Supplied data =>
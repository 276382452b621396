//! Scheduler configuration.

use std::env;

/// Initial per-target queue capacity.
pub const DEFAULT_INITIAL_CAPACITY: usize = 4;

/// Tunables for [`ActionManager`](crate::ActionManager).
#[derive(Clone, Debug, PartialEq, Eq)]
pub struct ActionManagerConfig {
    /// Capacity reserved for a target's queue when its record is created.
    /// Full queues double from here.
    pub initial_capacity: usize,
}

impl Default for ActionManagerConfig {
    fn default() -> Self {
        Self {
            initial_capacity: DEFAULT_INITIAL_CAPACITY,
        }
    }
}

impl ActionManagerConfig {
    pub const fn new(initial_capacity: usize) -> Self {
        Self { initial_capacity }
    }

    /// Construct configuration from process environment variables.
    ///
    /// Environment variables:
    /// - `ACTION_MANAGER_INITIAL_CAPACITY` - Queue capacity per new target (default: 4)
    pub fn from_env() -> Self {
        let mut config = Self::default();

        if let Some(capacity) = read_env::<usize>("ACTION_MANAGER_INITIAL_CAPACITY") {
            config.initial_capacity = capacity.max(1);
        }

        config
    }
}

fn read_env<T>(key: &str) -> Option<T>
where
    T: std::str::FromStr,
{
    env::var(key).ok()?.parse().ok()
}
---
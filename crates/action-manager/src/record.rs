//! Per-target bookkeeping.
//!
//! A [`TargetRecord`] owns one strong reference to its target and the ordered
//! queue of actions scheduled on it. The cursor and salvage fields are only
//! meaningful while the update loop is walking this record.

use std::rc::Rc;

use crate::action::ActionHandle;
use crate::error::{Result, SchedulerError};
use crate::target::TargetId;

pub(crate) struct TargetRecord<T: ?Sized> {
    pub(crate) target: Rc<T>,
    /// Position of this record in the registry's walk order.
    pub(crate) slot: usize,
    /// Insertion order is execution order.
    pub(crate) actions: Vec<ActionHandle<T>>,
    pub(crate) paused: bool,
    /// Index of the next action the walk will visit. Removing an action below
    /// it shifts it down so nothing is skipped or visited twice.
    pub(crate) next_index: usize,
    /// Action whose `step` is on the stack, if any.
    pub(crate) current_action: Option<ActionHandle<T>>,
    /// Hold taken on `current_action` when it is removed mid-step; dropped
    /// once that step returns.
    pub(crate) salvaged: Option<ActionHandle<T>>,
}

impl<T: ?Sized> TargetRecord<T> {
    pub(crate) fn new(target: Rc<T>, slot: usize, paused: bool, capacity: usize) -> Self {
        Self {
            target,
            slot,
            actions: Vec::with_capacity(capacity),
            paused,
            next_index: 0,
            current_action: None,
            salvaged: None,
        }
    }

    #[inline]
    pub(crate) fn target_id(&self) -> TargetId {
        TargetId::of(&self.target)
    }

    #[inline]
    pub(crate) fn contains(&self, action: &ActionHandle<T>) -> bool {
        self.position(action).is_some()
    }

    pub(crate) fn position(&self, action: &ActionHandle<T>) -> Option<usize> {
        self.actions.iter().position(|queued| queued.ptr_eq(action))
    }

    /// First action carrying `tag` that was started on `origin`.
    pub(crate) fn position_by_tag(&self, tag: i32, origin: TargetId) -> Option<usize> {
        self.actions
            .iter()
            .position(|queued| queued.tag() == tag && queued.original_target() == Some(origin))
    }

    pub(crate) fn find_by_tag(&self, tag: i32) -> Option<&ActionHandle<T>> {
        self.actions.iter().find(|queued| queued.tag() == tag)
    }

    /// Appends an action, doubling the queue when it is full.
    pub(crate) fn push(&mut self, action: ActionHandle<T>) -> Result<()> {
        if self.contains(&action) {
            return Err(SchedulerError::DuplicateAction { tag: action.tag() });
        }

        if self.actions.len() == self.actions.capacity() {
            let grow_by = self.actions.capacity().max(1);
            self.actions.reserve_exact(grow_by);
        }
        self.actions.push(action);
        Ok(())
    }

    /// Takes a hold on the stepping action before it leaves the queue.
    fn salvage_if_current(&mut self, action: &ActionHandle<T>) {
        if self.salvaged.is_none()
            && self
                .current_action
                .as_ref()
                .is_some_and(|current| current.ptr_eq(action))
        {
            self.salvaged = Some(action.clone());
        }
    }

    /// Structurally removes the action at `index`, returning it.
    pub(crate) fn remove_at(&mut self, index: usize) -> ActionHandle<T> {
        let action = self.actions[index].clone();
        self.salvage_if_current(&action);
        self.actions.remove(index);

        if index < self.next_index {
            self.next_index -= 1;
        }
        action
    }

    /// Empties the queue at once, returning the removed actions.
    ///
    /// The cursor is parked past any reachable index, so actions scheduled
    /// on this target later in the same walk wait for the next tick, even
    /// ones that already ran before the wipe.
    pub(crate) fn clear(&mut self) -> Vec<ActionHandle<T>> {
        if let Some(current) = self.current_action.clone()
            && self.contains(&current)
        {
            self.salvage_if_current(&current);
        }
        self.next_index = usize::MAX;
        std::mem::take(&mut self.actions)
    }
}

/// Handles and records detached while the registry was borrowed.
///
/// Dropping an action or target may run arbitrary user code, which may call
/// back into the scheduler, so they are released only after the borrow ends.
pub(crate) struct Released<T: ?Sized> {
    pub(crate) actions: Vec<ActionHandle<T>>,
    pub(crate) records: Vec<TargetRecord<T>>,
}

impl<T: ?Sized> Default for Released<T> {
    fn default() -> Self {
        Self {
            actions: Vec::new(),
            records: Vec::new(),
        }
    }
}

Instructions for the task => Pull out all lines of the data with the string "paused".

Your response =>
    pub(crate) paused: bool,
    pub(crate) fn new(target: Rc<T>, slot: usize, paused: bool, capacity: usize) -> Self {
            paused,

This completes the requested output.